De niña, Milvia Yurany acostumbraba a gastar sus tardes de tedio en juegos e imaginaciones con una amiguita. Representaban lo que veían a su alrededor, en su caso al papá y a la mamá. Entre risas se daban unos tremendos besos, de esos largos y encoñadores que a Milvia le quedaron gustando.
Ya grandecita, Milvia Yurani cambió las blusas con escote, por camisetas talla XL y cachuchas al revés, pañoletas, manillas de taches, correas gigantes, actitudes bruscas y vocabulario de macho decidido y bravero.
En su paso por el bachillerato tuvo que granjearse el respeto que precisa un hombre oculto tras las curvas de una mujer. A veces con desdén, por saboteo o cariño, le gritaban: “Milvio, pecueca, you you”.
Cuando se sentía agredida alistaba su puño derecho y lo descargaba en el rostro aterrado de sus compañeros de clase. Para deshacerse de su rabia agarraba a patadas las canecas de basura o le lanzaba palabras sucias a sus detractores. Decía que una mujer que ama a otras mujeres tenía que posicionarse y exigir respeto, y así lo hacía cuando a ritmo de rap se le escuchaba: “Ja, qué pasa / La gente me rechaza / creen que porque me gustan las niñas soy una asesina / si eso no se ve / sino en las cabinas de arriba / y me gusta la vida, me gusta pasarla bien / de noche y de día”.
A una de sus enamoradas la encontró sentada en el salón de octavo-cuatro. Tuvo que enseñarle a ese rostro infantil, con ojos de gata, que el amor puede vestirse del mismo género y la ayudó a enfrentarse a una mamá que no entendía cómo, habiendo tantos hombres, tenía que poner sus ojos en una hembra enrazada en macho. “Mita, ¿es malo querer a otra mujer?”, “no, mija, uno toma sus propias decisiones”.
El papá de Milvia Yurany se largó de la casa cuando se enfrentó a la responsabilidad de criar hijos y levantar hogar.
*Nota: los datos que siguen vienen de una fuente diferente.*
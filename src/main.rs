use clap::Parser;
use dialoguer::Confirm;
use image_extract_rust::{app, cli, error, export, extractor, logging, progress, scanner, storage, view};
use app::App;
use cli::{Cli, Commands};
use error::{ImageExtractError, Result};
use export::ExportOutcome;
use storage::Storage;

fn confirm(prompt: &str) -> bool {
    match Confirm::new().with_prompt(prompt).default(false).interact() {
        Ok(answer) => answer,
        Err(e) => {
            tracing::warn!("確認入力に失敗: {}", e);
            false
        }
    }
}

fn print_config(app: &App) {
    let config = app.config();
    println!("設定:");
    println!("  保存先: {}", app.storage().root().display());
    println!("  モデル: {}", config.model);
    println!(
        "  APIキー: {}{}",
        config.masked_api_key(),
        if config.api_key_from_env { " (環境変数)" } else { "" }
    );
    println!(
        "  指示プロンプト: {} ({}文字)",
        if config.is_default_prompt() { "既定" } else { "カスタム" },
        config.prompt.chars().count()
    );
}

#[tokio::main]
async fn main() {
    let cli = Cli::parse();
    logging::init_logging(cli.verbose);

    if let Err(e) = run(cli).await {
        eprintln!("✖ {}", e);
        std::process::exit(1);
    }
}

async fn run(cli: Cli) -> Result<()> {
    let data_dir = match cli.data_dir {
        Some(dir) => dir,
        None => Storage::default_root()?,
    };
    let mut app = App::init(Storage::open(data_dir))?;

    for warning in app.load_warnings() {
        println!("⚠ {}", warning);
    }

    match cli.command {
        Commands::Config {
            set_api_key,
            clear_api_key,
            set_prompt,
            prompt_file,
            reset_prompt,
            set_model,
            show,
            show_prompt,
        } => {
            let mut changed = false;

            if let Some(key) = set_api_key {
                app.set_api_key(&key)?;
                println!("✔ APIキーを設定しました");
                changed = true;
            }

            if clear_api_key {
                app.clear_api_key()?;
                println!("✔ APIキーを削除しました");
                changed = true;
            }

            if let Some(prompt) = set_prompt {
                app.set_prompt(&prompt)?;
                println!("✔ 指示プロンプトを設定しました");
                changed = true;
            }

            if let Some(path) = prompt_file {
                let prompt = std::fs::read_to_string(&path)
                    .map_err(|_| ImageExtractError::FileNotFound(path.display().to_string()))?;
                app.set_prompt(&prompt)?;
                println!("✔ 指示プロンプトを設定しました: {}", path.display());
                changed = true;
            }

            if reset_prompt {
                app.reset_prompt()?;
                println!("✔ 指示プロンプトを既定に戻しました");
                changed = true;
            }

            if let Some(model) = set_model {
                app.set_model(&model)?;
                println!("✔ モデルを設定しました: {}", app.config().model);
                changed = true;
            }

            if show || (!changed && !show_prompt) {
                print_config(&app);
            }

            if show_prompt {
                println!("{}", app.config().prompt);
            }
        }

        Commands::Scan { paths, recursive } => {
            let images = scanner::collect_images(&paths, recursive)?;
            if images.is_empty() {
                return Err(ImageExtractError::NoImagesFound(
                    paths.iter().map(|p| p.display().to_string()).collect::<Vec<_>>().join(", "),
                ));
            }

            println!("選択画像: {}枚\n", images.len());
            for (i, image) in images.iter().enumerate() {
                let info = scanner::preview(image)?;
                let dimensions = info
                    .dimensions
                    .map(|(w, h)| format!("{}x{}", w, h))
                    .unwrap_or_else(|| "不明".to_string());
                println!(
                    "  {:>3}) {} [{}] {} bytes, {}{}",
                    i + 1,
                    info.file_name,
                    info.mime_type,
                    info.size_bytes,
                    dimensions,
                    info.date.map(|d| format!(", 撮影: {}", d)).unwrap_or_default()
                );
            }
        }

        Commands::Extract { paths, recursive } => {
            println!("📸 image-extract - 画像解析\n");

            // 1. 画像の受け付け
            println!("[1/2] 画像を確認中...");
            let images = scanner::collect_images(&paths, recursive)?;
            println!("✔ {}枚の画像を選択\n", images.len());
            app.select_files(images);

            // 2. 1枚ずつAI解析
            println!("[2/2] AI解析中... (モデル: {})", app.config().model);
            let client = extractor::GeminiClient::new(&app.config().api_base, &app.config().model)?;
            let mut reporter = progress::ProgressReporter::new(cli.verbose);
            let report = app.process_batch(&client, &mut reporter).await?;

            println!(
                "✔ {}件を追加（失敗 {}件）",
                report.succeeded(),
                report.failed()
            );
            for error in report.errors() {
                println!("  ✖ {}", error);
            }

            println!("\n✅ 抽出結果: 合計{}件", app.records().len());
        }

        Commands::List => {
            println!("{}", view::render_table(app.records(), None));
            if !app.records().is_empty() {
                println!("\n{}行 / {}項目", app.records().len(), app.columns().len());
            }
        }

        Commands::Delete { ids, yes } => {
            if let [id] = ids.as_slice() {
                let id = *id;
                if app.delete_row(id) {
                    println!("✔ ID {} を削除しました", id);
                } else {
                    println!("⚠ ID {} は存在しません", id);
                }
            } else {
                for id in &ids {
                    if !app.set_selected(*id, true) {
                        println!("⚠ ID {} は存在しません", id);
                    }
                }

                if !yes && !app.selection().is_empty() {
                    println!("{}\n", view::render_table(app.records(), Some(app.selection())));
                }

                let removed = app.delete_selected(|count| {
                    yes || confirm(&format!("選択した{}行を削除しますか？", count))
                });
                if removed > 0 {
                    println!("✔ {}行を削除しました", removed);
                } else if !app.selection().is_empty() {
                    println!("キャンセルしました");
                }
            }
        }

        Commands::Clear { yes } => {
            if app.records().is_empty() {
                println!("削除するデータがありません");
            } else {
                let removed = app.clear_all(|count| {
                    yes || confirm(&format!(
                        "抽出結果{}件をすべて削除しますか？この操作は元に戻せません",
                        count
                    ))
                });
                if removed > 0 {
                    println!("✔ {}件を削除しました", removed);
                } else {
                    println!("キャンセルしました");
                }
            }
        }

        Commands::Export { format, output } => match app.export(format, output.as_deref())? {
            ExportOutcome::NoData => println!("出力するデータがありません"),
            ExportOutcome::Written { path, rows } => {
                println!("✔ {}行を出力: {} ({})", rows, path.display(), format.mime_type());
            }
        },
    }

    Ok(())
}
Cuando su mamá se volvió a casar, la niña fue a parar a la casa de la abuela Amelia. Su fotografía ocupa un lugar privilegiado de la sala, junto a miembros de la familia que se los ha tragado la violencia de la comuna nororiental. Su abuela aprendió a entender la libre elección sexual, después de quince años de trabajo en el movimiento feminista Ruta Pacífica de las Mujeres. Durante su estudio perdió muchos años escolares. Su abuela con una pasmosa resignación le decía: “No importa mija, las escaleras no siempre se suben de a una”.
Alguna vez el profesor de matemáticas le dijo: “Yo me aguanto a un hombre acorralando una mujer, pero una vieja encima de otra vieja, eso no lo soporto”; lo decía con frecuencia, cuando la encontraba en los corredores aplastando con su cuerpo fornido a la chica de turno.
No hubo poder humano que la hiciera usar el uniforme de gala de las niñas del colegio. Por esto, ‘Milvio’ mantuvo una disputa con la coordinadora y solo se logró que asistiera a clases con el uniforme de educación física: camiseta y sudadera ancha y larga.
Los estudiantes solían decir que era injusto, que mientras ellos para conquistarse a una compañera tenían que invertir meses en regalitos e invitaciones, ella en dos o tres días, “con sus cancioncitas de rap”, lograba llevárselas para la cama. “Qué putería profe, que esta vieja se nos robe las peladas más chimbitas de la zona”.
Alguna vez se le asó al profesor de química porque el hombre dijo que todos iban a ganar el año menos ella. Milvia Yurany se le enfrentó de hombre a hombre y le dijo delante de todo el grupo que no se pusiera en esas porque le iba a sobrar bala.
Todo acto cívico que se respetara tenía que tener un punto donde Milvia se lucía con una canción y aprovechaba para declarársele a alguna de las peladas del colegio. Hasta que la coordinadora del plantel tomó la decisión de eliminar de la programación el punto donde ella cantaba y argumentó que no quería volver a ver a un marimacho en la tarima. Eso le dolió tanto a Milvia Yurany que en la siguiente clase de religión escribió: “Si volviera a vivir sería más mujer”.
Milvio seguía cantando, pateando, hijueputiando y sus cantos eran notas de resistencia. Tenía que hacerse escuchar y sus gritos reclamaban lo que la vida tantas veces le negó. Le cantaba a la muerte, a la injusticia, a esas mujeres que quiso tener pero debió dejar pasar, pues no era raro escucharles a las pretendidas: “Ni sueñe que me voy a dejar echar el cuento de una lesbiana, piroba y machorra”.